= Beginning of Section =

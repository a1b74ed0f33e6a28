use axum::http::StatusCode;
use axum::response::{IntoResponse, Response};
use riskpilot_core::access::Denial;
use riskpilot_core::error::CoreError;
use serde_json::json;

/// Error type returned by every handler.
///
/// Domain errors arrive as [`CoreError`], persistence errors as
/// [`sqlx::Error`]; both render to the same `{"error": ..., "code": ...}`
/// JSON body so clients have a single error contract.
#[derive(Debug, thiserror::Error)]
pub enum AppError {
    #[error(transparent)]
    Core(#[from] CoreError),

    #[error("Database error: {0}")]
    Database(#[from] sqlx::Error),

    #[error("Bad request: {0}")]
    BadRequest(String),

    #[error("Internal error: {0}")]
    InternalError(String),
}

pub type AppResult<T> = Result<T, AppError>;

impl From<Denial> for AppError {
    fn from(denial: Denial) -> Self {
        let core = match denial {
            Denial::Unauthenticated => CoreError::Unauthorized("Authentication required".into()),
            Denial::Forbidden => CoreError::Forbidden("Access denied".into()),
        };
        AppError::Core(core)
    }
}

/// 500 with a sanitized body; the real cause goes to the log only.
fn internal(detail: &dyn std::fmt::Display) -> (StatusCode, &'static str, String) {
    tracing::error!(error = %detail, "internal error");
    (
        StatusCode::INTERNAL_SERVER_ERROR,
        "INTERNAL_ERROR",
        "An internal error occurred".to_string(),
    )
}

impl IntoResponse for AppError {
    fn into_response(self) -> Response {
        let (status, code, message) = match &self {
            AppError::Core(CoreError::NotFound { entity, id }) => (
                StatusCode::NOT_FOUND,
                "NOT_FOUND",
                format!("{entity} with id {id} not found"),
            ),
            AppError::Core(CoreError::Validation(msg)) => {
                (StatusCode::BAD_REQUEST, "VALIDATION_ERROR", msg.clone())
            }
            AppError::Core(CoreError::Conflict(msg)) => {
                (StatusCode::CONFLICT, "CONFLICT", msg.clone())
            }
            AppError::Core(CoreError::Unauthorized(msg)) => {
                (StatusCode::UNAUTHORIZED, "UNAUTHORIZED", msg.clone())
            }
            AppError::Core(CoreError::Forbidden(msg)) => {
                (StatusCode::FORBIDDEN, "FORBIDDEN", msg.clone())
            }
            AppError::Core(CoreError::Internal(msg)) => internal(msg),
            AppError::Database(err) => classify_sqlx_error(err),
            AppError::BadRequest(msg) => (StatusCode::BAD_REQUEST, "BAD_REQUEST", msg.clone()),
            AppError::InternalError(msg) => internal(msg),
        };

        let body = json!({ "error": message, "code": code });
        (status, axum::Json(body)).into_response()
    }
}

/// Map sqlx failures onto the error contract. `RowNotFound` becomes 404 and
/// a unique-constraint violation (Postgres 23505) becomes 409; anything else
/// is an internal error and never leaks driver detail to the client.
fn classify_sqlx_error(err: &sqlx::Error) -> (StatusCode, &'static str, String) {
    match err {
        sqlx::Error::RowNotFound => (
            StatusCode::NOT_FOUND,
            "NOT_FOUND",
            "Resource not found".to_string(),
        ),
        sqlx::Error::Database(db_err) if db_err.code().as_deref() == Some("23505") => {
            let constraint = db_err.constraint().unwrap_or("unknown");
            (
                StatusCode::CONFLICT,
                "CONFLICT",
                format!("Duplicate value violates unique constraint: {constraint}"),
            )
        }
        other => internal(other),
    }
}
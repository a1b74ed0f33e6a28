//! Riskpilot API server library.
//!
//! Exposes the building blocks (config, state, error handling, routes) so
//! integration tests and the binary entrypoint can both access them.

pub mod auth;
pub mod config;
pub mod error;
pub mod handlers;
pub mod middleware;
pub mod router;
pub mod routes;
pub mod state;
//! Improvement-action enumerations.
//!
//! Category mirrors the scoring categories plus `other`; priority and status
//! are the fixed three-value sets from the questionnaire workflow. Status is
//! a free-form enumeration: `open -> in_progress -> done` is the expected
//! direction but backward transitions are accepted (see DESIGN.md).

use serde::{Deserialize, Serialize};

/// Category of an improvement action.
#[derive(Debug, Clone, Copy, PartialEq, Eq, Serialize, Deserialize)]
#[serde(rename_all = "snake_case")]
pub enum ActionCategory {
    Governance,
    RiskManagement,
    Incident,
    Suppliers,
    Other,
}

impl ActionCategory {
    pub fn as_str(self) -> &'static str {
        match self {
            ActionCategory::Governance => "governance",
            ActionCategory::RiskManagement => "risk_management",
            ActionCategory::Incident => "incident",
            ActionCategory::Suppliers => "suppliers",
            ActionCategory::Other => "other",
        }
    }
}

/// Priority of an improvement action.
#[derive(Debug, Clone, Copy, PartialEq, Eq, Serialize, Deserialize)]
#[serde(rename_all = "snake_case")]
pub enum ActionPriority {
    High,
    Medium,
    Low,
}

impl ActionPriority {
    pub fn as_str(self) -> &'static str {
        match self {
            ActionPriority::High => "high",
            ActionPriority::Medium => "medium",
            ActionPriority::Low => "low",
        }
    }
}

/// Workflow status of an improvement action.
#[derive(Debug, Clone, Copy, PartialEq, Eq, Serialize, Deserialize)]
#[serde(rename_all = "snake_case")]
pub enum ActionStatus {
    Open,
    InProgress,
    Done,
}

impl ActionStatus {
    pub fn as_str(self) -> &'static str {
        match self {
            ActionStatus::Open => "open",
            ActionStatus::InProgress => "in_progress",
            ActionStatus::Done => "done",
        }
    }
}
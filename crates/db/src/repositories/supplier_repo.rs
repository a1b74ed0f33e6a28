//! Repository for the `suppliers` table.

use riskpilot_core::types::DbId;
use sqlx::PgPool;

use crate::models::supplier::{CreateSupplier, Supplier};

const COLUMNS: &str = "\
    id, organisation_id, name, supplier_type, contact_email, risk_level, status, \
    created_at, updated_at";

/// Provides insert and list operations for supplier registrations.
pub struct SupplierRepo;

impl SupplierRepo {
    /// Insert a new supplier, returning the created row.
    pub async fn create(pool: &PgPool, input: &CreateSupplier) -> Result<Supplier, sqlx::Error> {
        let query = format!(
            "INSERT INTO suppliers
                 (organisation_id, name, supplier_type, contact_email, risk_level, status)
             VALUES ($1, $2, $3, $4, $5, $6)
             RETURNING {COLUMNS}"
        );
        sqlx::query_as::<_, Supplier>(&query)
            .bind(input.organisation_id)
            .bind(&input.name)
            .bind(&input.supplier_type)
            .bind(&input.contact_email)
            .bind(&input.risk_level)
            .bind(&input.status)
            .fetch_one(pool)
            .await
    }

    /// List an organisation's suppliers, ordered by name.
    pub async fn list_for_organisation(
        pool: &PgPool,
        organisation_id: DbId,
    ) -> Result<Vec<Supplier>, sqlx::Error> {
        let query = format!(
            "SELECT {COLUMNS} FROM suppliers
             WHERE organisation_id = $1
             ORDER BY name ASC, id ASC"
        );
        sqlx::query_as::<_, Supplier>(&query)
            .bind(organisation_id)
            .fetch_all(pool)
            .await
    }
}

= End of Section =
= Beginning of Section =

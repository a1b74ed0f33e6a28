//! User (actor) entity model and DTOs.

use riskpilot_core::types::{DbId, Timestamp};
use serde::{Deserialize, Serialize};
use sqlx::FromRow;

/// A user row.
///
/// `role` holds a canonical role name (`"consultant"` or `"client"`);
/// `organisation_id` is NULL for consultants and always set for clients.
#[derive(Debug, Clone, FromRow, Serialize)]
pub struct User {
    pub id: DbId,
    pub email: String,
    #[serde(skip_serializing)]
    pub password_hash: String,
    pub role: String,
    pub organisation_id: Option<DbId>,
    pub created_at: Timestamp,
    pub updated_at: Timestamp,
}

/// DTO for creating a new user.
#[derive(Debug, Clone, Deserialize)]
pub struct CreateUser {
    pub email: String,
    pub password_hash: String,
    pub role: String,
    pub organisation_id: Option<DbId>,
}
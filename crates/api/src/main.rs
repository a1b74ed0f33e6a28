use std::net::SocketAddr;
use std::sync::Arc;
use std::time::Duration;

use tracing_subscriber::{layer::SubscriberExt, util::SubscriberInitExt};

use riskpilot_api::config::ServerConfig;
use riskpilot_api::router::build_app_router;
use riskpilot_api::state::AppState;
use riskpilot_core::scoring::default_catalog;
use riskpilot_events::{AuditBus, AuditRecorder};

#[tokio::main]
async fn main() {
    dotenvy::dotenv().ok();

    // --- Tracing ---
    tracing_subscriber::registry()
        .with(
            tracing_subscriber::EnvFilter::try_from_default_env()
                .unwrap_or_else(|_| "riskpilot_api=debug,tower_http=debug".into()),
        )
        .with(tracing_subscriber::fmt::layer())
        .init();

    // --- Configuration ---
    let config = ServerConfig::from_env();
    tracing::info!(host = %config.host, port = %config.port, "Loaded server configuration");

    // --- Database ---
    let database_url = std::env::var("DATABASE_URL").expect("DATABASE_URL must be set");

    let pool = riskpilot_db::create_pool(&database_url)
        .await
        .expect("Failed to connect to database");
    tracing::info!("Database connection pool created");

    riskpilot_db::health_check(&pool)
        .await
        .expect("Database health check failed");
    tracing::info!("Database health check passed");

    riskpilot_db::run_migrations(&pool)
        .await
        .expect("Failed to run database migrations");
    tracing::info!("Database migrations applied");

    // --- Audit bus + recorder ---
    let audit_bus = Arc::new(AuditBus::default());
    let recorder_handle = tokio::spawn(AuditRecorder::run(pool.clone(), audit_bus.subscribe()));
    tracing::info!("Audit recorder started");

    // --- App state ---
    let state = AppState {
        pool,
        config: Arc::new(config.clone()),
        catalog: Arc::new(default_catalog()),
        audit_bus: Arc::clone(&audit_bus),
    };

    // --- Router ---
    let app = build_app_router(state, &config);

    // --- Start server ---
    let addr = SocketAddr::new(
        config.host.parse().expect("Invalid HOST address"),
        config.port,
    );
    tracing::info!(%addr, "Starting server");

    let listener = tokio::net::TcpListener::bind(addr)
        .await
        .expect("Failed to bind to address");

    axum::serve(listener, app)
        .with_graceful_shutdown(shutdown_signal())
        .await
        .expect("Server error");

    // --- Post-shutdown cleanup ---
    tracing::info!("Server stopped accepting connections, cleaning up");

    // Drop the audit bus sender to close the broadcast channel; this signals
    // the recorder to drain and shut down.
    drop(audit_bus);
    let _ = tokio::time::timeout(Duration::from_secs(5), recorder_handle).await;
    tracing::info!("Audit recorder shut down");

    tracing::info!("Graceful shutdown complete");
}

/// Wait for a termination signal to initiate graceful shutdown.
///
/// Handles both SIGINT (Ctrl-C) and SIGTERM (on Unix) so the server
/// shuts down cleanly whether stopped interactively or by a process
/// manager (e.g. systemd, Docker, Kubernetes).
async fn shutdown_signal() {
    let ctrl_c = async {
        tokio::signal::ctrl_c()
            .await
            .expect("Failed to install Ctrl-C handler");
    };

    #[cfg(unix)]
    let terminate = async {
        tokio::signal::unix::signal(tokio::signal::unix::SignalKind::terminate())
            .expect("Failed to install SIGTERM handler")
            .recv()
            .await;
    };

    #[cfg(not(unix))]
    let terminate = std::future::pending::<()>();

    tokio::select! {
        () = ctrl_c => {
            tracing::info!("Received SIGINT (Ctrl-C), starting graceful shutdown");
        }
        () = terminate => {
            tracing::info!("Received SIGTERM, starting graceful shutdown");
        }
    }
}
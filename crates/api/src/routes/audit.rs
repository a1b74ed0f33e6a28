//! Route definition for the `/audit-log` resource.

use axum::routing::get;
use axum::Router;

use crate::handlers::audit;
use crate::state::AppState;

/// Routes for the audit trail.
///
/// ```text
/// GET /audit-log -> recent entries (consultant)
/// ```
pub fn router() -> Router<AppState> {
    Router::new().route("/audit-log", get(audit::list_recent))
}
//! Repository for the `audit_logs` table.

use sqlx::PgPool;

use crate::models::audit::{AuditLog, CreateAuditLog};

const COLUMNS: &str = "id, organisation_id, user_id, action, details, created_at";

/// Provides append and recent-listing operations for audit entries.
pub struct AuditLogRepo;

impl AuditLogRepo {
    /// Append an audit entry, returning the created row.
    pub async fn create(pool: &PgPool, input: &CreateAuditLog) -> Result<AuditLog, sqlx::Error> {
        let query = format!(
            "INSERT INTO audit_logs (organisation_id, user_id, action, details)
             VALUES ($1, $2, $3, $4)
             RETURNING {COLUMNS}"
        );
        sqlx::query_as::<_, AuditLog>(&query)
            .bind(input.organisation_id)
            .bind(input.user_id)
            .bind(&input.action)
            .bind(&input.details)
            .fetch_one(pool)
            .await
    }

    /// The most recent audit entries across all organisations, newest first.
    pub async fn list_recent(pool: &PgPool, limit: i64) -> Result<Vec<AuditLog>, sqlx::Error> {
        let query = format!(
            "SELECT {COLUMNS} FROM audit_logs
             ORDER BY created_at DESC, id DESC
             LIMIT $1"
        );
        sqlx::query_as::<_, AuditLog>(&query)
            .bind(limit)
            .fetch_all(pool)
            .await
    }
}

= End of Section =
= Beginning of Section =

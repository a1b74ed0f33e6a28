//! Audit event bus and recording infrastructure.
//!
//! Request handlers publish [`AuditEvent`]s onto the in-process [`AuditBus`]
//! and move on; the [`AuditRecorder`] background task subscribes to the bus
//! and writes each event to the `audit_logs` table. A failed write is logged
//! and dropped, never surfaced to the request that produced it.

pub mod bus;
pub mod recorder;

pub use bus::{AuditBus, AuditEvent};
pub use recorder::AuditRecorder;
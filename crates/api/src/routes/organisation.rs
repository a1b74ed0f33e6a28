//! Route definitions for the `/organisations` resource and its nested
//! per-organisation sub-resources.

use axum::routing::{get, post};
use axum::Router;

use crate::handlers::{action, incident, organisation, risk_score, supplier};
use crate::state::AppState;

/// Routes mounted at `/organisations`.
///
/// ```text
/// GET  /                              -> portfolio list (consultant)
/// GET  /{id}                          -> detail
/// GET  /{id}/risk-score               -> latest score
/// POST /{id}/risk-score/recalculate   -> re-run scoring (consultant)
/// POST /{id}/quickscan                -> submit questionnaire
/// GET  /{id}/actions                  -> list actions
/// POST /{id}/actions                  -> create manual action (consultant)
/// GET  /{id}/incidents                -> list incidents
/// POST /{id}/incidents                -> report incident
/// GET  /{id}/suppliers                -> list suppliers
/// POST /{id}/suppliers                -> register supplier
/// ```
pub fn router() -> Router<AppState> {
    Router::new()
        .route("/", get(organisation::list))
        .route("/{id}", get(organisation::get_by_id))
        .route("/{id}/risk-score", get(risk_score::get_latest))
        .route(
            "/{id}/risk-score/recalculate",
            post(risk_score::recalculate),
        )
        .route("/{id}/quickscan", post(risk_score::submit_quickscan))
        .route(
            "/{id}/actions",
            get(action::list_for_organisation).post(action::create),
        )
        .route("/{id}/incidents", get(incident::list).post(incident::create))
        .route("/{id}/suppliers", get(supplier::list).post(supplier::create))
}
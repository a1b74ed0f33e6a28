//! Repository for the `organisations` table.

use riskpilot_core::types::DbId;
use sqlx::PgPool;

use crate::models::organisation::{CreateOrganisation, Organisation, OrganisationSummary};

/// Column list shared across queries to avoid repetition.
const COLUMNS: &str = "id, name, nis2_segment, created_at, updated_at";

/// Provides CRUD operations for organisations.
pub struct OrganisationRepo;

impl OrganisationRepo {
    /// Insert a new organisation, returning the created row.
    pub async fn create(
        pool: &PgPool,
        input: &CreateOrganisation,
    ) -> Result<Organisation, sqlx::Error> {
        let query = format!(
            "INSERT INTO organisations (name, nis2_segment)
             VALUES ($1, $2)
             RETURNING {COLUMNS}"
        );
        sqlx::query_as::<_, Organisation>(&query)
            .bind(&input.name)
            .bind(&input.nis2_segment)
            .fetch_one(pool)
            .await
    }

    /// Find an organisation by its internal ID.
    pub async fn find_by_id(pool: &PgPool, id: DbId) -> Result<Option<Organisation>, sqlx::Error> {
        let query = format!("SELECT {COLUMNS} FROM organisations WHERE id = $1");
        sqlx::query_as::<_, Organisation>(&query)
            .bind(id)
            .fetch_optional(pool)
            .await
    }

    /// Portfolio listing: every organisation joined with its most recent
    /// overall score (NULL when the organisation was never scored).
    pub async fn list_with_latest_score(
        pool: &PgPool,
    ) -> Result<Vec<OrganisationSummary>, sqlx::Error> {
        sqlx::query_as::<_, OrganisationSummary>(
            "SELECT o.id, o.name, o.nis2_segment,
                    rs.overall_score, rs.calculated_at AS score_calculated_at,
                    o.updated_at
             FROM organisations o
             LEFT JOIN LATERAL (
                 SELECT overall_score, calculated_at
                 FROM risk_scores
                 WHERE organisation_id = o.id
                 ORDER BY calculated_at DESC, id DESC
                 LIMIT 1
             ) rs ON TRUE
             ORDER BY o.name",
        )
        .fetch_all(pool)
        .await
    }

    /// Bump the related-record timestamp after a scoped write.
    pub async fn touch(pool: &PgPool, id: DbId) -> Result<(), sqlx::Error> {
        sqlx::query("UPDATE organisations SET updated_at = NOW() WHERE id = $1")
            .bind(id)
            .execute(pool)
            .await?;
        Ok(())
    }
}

= End of Section =

Among the lines of the records, copy out each one that contains the word "ActionCategory".

THE ANSWER:
pub enum ActionCategory {
impl ActionCategory {
            ActionCategory::Governance => "governance",
            ActionCategory::RiskManagement => "risk_management",
            ActionCategory::Incident => "incident",
            ActionCategory::Suppliers => "suppliers",
            ActionCategory::Other => "other",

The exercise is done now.